The differences in conformation between alpha-human atrial natriuretic polypeptide (alpha-hANP) and its inactive analog, Met(O)-alpha-hANP, have been analyzed by nuclear magnetic resonance spectroscopy. All proton resonances for both peptides were assigned by means of the sequential assignment procedure. The three-dimensional structure of alpha-hANP in solution had previously been determined by distance geometry calculation using distance constraints derived from nuclear Overhauser effects (NOEs). Here, the three-dimensional structure of Met(O)-alpha-hANP was determined. The conformational differences between these two molecules were as follows: three segments of alpha-hANP, Ser1-Cys7, Arg11-Ala17 and Gln18-Tyr28, have some ordered structures.
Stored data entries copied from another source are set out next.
use std::fs;
use std::path::PathBuf;
use std::time::Instant;

use anyhow::Context;
use clap::Parser;

use monopoly_engine::{
    Agent, Catalog, DirSource, FileStore, Game, LastGame, PlayerSetup, RetryPolicy, Settings,
    SnapshotStore,
};

#[derive(Parser)]
/// Plays a game of Monopoly between bots.
struct Args {
    /// Number of players.
    #[clap(short, long, default_value = "4")]
    players: usize,
    /// Seed for the dice and the card draws.
    #[clap(short, long)]
    seed: Option<u64>,
    /// Give up after this many turns.
    #[clap(long, default_value = "2000")]
    max_turns: usize,
    /// Directory holding board.json, chance.json, community_chest.json and countries.json.
    #[clap(short, long)]
    data: Option<PathBuf>,
    /// JSON file with house rules.
    #[clap(long)]
    settings: Option<PathBuf>,
    /// Where the final ranking is kept.
    #[clap(long, default_value = "last_game.json")]
    snapshot: PathBuf,
    /// Only print the final ranking.
    #[clap(short, long)]
    quiet: bool,
}

fn print_ranking(game: &Game) {
    for (place, entry) in game.ranking().iter().enumerate() {
        println!(
            "{}. \x1b[36m{}\x1b[0m ({}, {}) \x1b[32m${}\x1b[0m",
            place + 1,
            entry.nick_name,
            entry.token,
            entry.country_code,
            entry.score
        );
    }

    match game.winner() {
        Some(winner) => println!("Winner: \x1b[33m{}\x1b[0m", winner.nickname),
        None => println!("No winner"),
    }
}

fn main() -> anyhow::Result<()> {
    env_logger::init();
    let args = Args::parse();

    let settings = match &args.settings {
        Some(path) => {
            let json = fs::read_to_string(path)
                .with_context(|| format!("reading {}", path.display()))?;
            Settings::from_json(&json)?
        }
        None => Settings::default(),
    };

    let catalog = match &args.data {
        Some(dir) => Catalog::load(&DirSource::new(dir), RetryPolicy::default())?,
        None => Catalog::classic(),
    };

    // Bots get more cautious with every seat
    let agents: Vec<Agent> = (0..args.players)
        .map(|i| Agent::new_bot(100 + 50 * i as i64))
        .collect();
    let mut game = Game::from_catalog(catalog, &PlayerSetup::fixtures(args.players), settings, args.seed)?;

    let start = Instant::now();
    let mut turns = 0;

    while !game.is_over() && turns < args.max_turns {
        let agent = agents[game.current_player().id];
        agent.play_turn(&mut game)?;
        turns += 1;

        if !args.quiet {
            println!("{}", game.state());
        }
    }

    let duration = start.elapsed();

    print_ranking(&game);
    println!("{} turns played in {:?}", turns, duration);

    let mut store = FileStore::new(&args.snapshot);
    store
        .save(&LastGame {
            entries: game.ranking(),
        })
        .with_context(|| format!("writing {}", args.snapshot.display()))?;

    Ok(())
}
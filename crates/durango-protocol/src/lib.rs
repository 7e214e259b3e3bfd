//! Wire protocol shared by the Durango bridge daemon and the relay.
//!
//! The relay speaks JSON text frames over a WebSocket. Every frame is one
//! tagged message: [`ClientMessage`] flowing bridge → relay, [`ServerMessage`]
//! flowing relay → bridge. Conversation content crosses the wire as
//! [`DurangoItem`]s, a frozen schema the web product renders directly.

mod items;
mod messages;

pub use items::{CommandStatus, DurangoItem};
pub use messages::{
    AckStatus, Attachment, ClientMessage, DispatchAction, ErrorCode, ErrorEnvelope,
    MachineDescriptor, ServerMessage, ThreadRecord,
};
In Met(O)-alpha-hANP the Gln18-Tyr28 region has a similar conformation, while the remaining two regions do not have the ordered structure found in alpha-hANP. It is suggested that the conserved conformation of the Gln18-Tyr28 region is required for binding to the ANP receptor and that the slight biological activity of Met(O)-alpha-hANP is due to loss of the ordered structures evoked in the Ser1-Cys7 and Arg11-Ala17 regions of alpha-hANP.